Passing the buck in dramatic fashion on the world stage, President Barack Obama told the UN General Assembly this morning that the U.S. government was not responsible for the anti-Islam video that he once again blamed for recent attacks on U.S. embassies in the Middle East. He added that more guards at the U.S. consulate in Benghazi would not have helped save Ambassador Chris Stevens, and that the real problem was “deeper causes” such as religious intolerance.
“[I]t will not be enough to put more guards in front of an Embassy; or to put out statements of regret, and wait for the outrage to pass,” Obama told the assembled diplomats and heads of state. “If we are serious about those ideals, we must speak honestly about the deeper causes of this crisis….Today, we must affirm that our future will be determined by people like Chris Stevens, and not by his killers. Today, we must declare that this violence and intolerance has no place among our United Nations.”
While claiming that Al Qaeda had been weakened, Obama said that the attacks on U.S. embassies were in fact a natural outcome of misunderstandings on both sides–of “difficulties of reconciling tradition and faith with the diversity and interdependence of the modern world.” He proceeded to attack the infamous anti-Islam video:
In every country, there are those who find different religious beliefs threatening. In every culture, those who love freedom for themselves must ask themselves how much they’re willing to tolerate freedom for others. And that is what we saw play out in the last two weeks, where a crude and disgusting video sparked outrage throughout the Muslim world. Now, I have made it clear that the United States government had nothing to do with this video, and I believe its message must be rejected by all who respect our common humanity. It is an insult not only to Muslims, but to America as well.

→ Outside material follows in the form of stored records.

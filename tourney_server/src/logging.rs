//! Structured logging configuration.
//!
//! Library crates log through the `log` facade; the subscriber installed here
//! forwards those records into `tracing` so both end up in one stream.

use std::time::Duration;
use tracing_subscriber::{EnvFilter, layer::SubscriberExt, util::SubscriberInitExt};

/// Filter used when `RUST_LOG` is unset
pub const DEFAULT_FILTER: &str = "info,sqlx=warn,hyper=warn";

/// Requests slower than this are logged at warn level
pub const SLOW_REQUEST: Duration = Duration::from_secs(1);

/// Initialize structured logging
///
/// Log levels are configurable via the `RUST_LOG` env var.
///
/// # Example
///
/// ```no_run
/// use tourney_server::logging;
///
/// #[tokio::main]
/// async fn main() {
///     logging::init();
///     tracing::info!("Server starting");
/// }
/// ```
pub fn init() {
    let env_filter =
        EnvFilter::try_from_default_env().unwrap_or_else(|_| EnvFilter::new(DEFAULT_FILTER));

    let fmt_layer = tracing_subscriber::fmt::layer()
        .with_target(true)
        .with_thread_ids(true)
        .with_file(true)
        .with_line_number(true);

    tracing_subscriber::registry()
        .with(env_filter)
        .with(fmt_layer)
        .init();

    tracing::info!("Structured logging initialized");
}

/// Log API request/response
pub fn log_api_request(
    request_id: Option<&str>,
    method: &str,
    path: &str,
    status_code: u16,
    elapsed: Duration,
) {
    let duration_ms = elapsed.as_millis() as u64;
    if elapsed > SLOW_REQUEST {
        tracing::warn!(
            request_id = request_id,
            http_method = method,
            http_path = path,
            http_status = status_code,
            duration_ms = duration_ms,
            "PERFORMANCE: Slow request"
        );
    } else {
        tracing::info!(
            request_id = request_id,
            http_method = method,
            http_path = path,
            http_status = status_code,
            duration_ms = duration_ms,
            "API request completed"
        );
    }
}

/// Log a failed store call that a handler answered with a 503 or a fallback
pub fn log_store_failure(operation: &str, error: &dyn std::fmt::Display) {
    tracing::warn!(operation = operation, error = %error, "Store unavailable");
}

#[cfg(test)]
mod tests {
    use super::*;

    #[test]
    fn test_log_api_request() {
        // Just ensure it doesn't panic
        log_api_request(Some("abc"), "GET", "/api/v1/brackets/{id}", 200, Duration::from_millis(45));
        log_api_request(None, "POST", "/api/v1/brackets", 503, Duration::from_secs(2));
    }

    #[test]
    fn test_log_store_failure() {
        log_store_failure("create_bracket", &"connection refused");
    }
}
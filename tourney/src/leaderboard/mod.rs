//! Medal leaderboards per bracket, per sport and per event.

pub mod aggregator;
pub mod manager;
pub mod models;

pub use aggregator::{Tallies, tally_bracket};
pub use manager::{LeaderboardError, LeaderboardManager, LeaderboardResult};
pub use models::{EventChampion, SportLeaderboard, TeamStanding, TeamTally};
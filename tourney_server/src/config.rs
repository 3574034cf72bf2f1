//! Server configuration management.
//!
//! Consolidates all environment variable reads and provides validated configuration.

use std::net::SocketAddr;
use tourney::{db::DatabaseConfig, recommend::DEFAULT_HISTORY_WINDOW};

/// Largest history window a recommendation may consult
const MAX_HISTORY_WINDOW: usize = 1000;

/// Where brackets and recommendations are kept
#[derive(Debug, Clone, Copy, PartialEq, Eq)]
pub enum StorageBackend {
    /// PostgreSQL through the configured pool
    Postgres,
    /// Process-local stores, lost on restart
    Memory,
}

/// Complete server configuration loaded from environment variables
#[derive(Debug, Clone)]
pub struct ServerConfig {
    /// Server bind address
    pub bind: SocketAddr,
    /// Prometheus scrape address, metrics are disabled when unset
    pub metrics_bind: Option<SocketAddr>,
    /// Database configuration
    pub database: DatabaseConfig,
    /// Storage backend selection
    pub storage: StorageBackend,
    /// Number of past recommendations consulted per sport
    pub history_window: usize,
}

/// Values given on the command line, which win over the environment
#[derive(Debug, Clone, Default)]
pub struct Overrides {
    pub bind: Option<SocketAddr>,
    pub database_url: Option<String>,
    pub memory: bool,
}

impl ServerConfig {
    /// Load configuration from environment variables
    ///
    /// # Errors
    ///
    /// Returns error if a set variable cannot be parsed
    pub fn from_env(overrides: Overrides) -> Result<Self, ConfigError> {
        let bind = match overrides.bind {
            Some(bind) => bind,
            None => parse_addr("SERVER_BIND")?.unwrap_or_else(default_bind),
        };

        let metrics_bind = parse_addr("METRICS_BIND")?;

        let mut database = DatabaseConfig::from_env();
        if let Some(url) = overrides.database_url {
            database.database_url = url;
        }

        let storage = if overrides.memory || parse_env_or("MEMORY_STORE", false) {
            StorageBackend::Memory
        } else {
            StorageBackend::Postgres
        };

        Ok(ServerConfig {
            bind,
            metrics_bind,
            database,
            storage,
            history_window: parse_env_or("HISTORY_WINDOW", DEFAULT_HISTORY_WINDOW),
        })
    }

    /// Validate configuration after loading
    pub fn validate(&self) -> Result<(), ConfigError> {
        if self.history_window == 0 || self.history_window > MAX_HISTORY_WINDOW {
            return Err(ConfigError::Invalid {
                var: "HISTORY_WINDOW".to_string(),
                reason: format!("Must be between 1 and {}", MAX_HISTORY_WINDOW),
            });
        }

        if self.metrics_bind == Some(self.bind) {
            return Err(ConfigError::Invalid {
                var: "METRICS_BIND".to_string(),
                reason: "Must differ from the server bind address".to_string(),
            });
        }

        if self.storage == StorageBackend::Memory {
            return Ok(());
        }

        if self.database.database_url.trim().is_empty() {
            return Err(ConfigError::MissingRequired {
                var: "DATABASE_URL".to_string(),
                hint: "Pass --db-url or run with --memory".to_string(),
            });
        }

        if self.database.max_connections == 0 {
            return Err(ConfigError::Invalid {
                var: "DB_MAX_CONNECTIONS".to_string(),
                reason: "Must be greater than 0".to_string(),
            });
        }

        if self.database.min_connections > self.database.max_connections {
            return Err(ConfigError::Invalid {
                var: "DB_MIN_CONNECTIONS".to_string(),
                reason: format!(
                    "Cannot exceed max connections ({})",
                    self.database.max_connections
                ),
            });
        }

        if self.database.query_timeout_secs == 0 {
            return Err(ConfigError::Invalid {
                var: "QUERY_TIMEOUT_SECS".to_string(),
                reason: "Must be greater than 0".to_string(),
            });
        }

        Ok(())
    }
}

/// Configuration error types
#[derive(Debug, thiserror::Error)]
pub enum ConfigError {
    #[error("Missing required environment variable: {var}\nHint: {hint}")]
    MissingRequired { var: String, hint: String },

    #[error("Invalid configuration for {var}: {reason}")]
    Invalid { var: String, reason: String },
}

fn default_bind() -> SocketAddr {
    SocketAddr::from(([127, 0, 0, 1], 6969))
}

/// Parse an optional socket address, rejecting values that are set but malformed
fn parse_addr(key: &str) -> Result<Option<SocketAddr>, ConfigError> {
    match std::env::var(key) {
        Ok(value) => value
            .parse()
            .map(Some)
            .map_err(|_| ConfigError::Invalid {
                var: key.to_string(),
                reason: format!("'{}' is not an IP:PORT address", value),
            }),
        Err(_) => Ok(None),
    }
}

/// Helper to parse environment variable with default fallback
fn parse_env_or<T>(key: &str, default: T) -> T
where
    T: std::str::FromStr,
{
    std::env::var(key)
        .ok()
        .and_then(|v| v.parse().ok())
        .unwrap_or(default)
}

Obama added that the U.S. could not “ban” the video, because the “Constitution protects the right to practice free speech.” He did not mention that his administration’s policy is, in fact, that such speech can be restricted, and that the U.S. had co-sponsored a resolution with Egypt at the UN Human Rights Council in 2009 that would allow Islamist governments to ban such videos and claim they had the full support of the United States.
“I do believe that it is the obligation of all leaders in all countries to speak out forcefully against violence and extremism,” Obama said, placing a filmmaker in the U.S. on equal footing with those who had attacked America. Obama also equated insulting Muhammad with denying the Holocaust:
The future must not belong to those who slander the prophet of Islam. But to be credible, those who condemn that slander must also condemn the hate we see in the images of Jesus Christ that are desecrated or churches that are destroyed, or the Holocaust that is denied.
Again, Obama left out a key detail: that his appointed diplomats had sat and listened to Iranian president Mahmoud Ahmadinejad yesterday while he defended Holocaust denial and said Israel would be “eliminated”–long after Israel’s representatives had left the hall in protest.
Obama left precious little time to address the civil war in Syria or the threat of a nuclear Iran. He gave several pages to assuaging the feelings of radical Muslims angry about a YouTube video; he provided a few sentences to the question of what to do about a nuclear-armed Iran, saying only that “time is not unlimited” for talks.